• [Required action]:
Reproduce the records word for word, from the first line to the line containing "use session_auth::token::TokenService;".

• [Source data]:
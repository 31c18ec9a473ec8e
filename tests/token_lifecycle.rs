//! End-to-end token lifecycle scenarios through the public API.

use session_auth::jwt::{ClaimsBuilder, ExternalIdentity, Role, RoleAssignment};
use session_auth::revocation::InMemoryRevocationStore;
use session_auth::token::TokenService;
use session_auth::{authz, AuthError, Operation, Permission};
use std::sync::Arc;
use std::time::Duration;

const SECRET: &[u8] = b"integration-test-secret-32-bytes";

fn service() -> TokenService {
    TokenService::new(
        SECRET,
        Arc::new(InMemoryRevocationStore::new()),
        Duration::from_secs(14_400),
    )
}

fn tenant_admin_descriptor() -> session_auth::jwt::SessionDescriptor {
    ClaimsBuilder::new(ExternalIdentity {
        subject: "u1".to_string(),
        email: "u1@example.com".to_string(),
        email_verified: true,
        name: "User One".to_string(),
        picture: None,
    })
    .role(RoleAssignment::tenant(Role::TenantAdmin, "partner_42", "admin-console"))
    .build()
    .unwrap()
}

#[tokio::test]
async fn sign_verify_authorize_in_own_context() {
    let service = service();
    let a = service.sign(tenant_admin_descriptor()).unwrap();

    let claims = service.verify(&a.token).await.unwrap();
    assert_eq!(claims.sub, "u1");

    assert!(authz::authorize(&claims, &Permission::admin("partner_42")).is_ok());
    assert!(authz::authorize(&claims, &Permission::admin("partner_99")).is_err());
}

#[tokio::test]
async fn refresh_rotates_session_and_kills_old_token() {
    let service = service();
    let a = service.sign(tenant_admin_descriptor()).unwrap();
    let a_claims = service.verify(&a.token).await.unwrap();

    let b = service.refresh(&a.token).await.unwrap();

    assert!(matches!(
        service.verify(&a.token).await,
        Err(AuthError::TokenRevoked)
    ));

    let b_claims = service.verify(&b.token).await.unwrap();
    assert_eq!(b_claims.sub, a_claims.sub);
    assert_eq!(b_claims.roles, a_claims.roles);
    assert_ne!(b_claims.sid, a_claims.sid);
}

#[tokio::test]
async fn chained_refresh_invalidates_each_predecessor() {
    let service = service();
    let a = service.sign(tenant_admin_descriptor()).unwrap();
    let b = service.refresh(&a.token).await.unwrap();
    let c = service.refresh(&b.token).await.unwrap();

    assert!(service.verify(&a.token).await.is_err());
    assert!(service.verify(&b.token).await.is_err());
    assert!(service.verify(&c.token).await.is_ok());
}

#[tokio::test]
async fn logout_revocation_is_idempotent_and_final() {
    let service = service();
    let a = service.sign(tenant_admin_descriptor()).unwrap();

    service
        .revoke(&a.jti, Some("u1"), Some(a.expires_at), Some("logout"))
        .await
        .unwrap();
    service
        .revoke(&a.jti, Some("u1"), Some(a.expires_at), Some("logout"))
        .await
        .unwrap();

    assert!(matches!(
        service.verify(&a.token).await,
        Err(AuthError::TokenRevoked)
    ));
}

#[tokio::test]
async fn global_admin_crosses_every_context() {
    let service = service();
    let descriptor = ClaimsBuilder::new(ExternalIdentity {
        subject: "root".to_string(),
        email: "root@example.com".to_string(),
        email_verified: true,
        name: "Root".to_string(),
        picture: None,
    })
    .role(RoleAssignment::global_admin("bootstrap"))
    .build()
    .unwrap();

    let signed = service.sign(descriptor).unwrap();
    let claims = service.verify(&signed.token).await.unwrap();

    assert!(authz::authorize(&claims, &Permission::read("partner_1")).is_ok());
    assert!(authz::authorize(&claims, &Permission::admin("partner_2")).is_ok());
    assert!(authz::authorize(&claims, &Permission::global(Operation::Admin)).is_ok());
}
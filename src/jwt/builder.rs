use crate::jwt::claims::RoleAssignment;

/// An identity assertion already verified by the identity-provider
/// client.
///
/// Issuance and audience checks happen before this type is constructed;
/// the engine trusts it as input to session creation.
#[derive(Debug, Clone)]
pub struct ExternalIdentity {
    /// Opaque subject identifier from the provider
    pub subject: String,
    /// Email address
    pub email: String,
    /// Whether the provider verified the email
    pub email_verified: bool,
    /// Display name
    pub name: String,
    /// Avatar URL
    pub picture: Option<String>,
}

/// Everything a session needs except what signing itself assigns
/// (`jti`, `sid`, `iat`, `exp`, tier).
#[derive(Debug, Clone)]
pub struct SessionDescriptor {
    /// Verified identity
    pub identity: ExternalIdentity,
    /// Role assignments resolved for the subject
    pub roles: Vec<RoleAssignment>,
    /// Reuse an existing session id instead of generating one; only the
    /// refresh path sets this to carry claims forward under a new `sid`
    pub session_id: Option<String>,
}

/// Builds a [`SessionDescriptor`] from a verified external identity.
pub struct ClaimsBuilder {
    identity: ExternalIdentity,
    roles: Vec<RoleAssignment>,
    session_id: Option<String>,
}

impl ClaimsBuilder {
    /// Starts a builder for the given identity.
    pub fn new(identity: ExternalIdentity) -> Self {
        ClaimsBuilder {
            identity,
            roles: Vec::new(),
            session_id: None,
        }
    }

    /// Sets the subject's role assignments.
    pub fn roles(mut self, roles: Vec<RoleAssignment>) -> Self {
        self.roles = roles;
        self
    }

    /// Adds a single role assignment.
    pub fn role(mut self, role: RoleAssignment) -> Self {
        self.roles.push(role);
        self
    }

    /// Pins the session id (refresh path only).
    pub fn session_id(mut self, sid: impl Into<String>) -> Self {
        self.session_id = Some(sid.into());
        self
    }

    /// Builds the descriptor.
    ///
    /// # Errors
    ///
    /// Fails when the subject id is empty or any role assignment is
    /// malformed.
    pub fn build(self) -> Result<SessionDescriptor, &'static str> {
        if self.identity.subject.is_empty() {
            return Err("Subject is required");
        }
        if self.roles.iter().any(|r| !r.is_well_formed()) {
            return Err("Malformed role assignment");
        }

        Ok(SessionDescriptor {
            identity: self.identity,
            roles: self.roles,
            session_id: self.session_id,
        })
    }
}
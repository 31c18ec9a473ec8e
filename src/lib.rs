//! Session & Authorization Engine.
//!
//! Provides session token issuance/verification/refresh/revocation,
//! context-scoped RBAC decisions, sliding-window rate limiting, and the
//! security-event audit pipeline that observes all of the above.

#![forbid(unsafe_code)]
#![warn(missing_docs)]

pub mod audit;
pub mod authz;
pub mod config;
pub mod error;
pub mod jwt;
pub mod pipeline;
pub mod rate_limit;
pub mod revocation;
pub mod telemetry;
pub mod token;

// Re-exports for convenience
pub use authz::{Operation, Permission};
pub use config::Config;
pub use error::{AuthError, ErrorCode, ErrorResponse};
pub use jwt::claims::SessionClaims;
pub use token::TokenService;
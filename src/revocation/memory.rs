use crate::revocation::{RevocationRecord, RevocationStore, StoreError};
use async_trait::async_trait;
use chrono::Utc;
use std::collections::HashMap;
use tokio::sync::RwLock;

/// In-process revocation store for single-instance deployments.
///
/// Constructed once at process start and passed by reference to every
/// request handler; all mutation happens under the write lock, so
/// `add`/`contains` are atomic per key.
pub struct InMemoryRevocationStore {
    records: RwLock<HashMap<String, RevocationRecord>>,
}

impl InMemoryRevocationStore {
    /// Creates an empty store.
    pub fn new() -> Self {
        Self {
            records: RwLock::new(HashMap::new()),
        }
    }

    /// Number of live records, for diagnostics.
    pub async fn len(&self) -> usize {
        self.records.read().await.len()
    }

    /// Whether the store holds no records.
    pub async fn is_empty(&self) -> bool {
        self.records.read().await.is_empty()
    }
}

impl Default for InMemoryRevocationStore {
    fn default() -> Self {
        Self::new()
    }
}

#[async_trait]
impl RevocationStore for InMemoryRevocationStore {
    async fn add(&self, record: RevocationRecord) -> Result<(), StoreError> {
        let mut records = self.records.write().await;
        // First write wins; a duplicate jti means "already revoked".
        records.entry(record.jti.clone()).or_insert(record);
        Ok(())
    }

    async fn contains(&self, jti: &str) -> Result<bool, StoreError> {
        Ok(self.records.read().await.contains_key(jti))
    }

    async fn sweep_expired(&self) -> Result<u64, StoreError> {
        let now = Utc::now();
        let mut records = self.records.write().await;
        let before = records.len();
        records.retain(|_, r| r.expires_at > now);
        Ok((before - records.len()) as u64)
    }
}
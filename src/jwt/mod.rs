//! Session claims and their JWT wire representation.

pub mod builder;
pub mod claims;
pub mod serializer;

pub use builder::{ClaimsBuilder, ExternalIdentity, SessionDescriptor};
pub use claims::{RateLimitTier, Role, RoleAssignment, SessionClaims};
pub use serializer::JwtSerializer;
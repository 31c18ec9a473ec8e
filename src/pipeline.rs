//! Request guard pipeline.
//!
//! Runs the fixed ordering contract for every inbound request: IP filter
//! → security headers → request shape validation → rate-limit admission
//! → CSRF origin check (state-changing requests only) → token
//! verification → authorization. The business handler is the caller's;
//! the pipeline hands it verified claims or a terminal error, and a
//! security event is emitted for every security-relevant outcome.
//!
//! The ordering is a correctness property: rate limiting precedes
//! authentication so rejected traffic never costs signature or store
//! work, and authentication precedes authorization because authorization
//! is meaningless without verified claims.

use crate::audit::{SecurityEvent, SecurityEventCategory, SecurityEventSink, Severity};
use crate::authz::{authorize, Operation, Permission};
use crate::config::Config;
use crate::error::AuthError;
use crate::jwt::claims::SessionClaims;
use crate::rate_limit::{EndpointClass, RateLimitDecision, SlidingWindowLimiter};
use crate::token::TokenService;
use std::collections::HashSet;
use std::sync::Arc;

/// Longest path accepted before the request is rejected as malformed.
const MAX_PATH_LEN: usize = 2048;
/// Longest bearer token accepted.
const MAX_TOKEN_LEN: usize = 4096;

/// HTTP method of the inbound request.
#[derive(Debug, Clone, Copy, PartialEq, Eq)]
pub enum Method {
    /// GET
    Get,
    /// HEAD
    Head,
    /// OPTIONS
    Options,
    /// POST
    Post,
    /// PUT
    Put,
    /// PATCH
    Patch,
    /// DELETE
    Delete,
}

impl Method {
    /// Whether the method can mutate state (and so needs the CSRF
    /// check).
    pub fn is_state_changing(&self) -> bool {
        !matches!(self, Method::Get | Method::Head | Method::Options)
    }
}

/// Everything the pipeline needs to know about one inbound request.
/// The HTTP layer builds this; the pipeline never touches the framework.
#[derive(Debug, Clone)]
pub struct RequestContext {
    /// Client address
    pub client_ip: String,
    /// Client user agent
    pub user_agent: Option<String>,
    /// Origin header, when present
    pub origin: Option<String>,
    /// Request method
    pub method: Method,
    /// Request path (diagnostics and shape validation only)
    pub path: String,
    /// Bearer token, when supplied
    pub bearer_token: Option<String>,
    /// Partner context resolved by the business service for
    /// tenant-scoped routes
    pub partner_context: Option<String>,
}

• [Written solution]:
repository 31c18ec9a473ec8e
filename tests/token_lifecycle.rs
//! End-to-end token lifecycle scenarios through the public API.

use session_auth::jwt::{ClaimsBuilder, ExternalIdentity, Role, RoleAssignment};
use session_auth::revocation::InMemoryRevocationStore;
use session_auth::token::TokenService;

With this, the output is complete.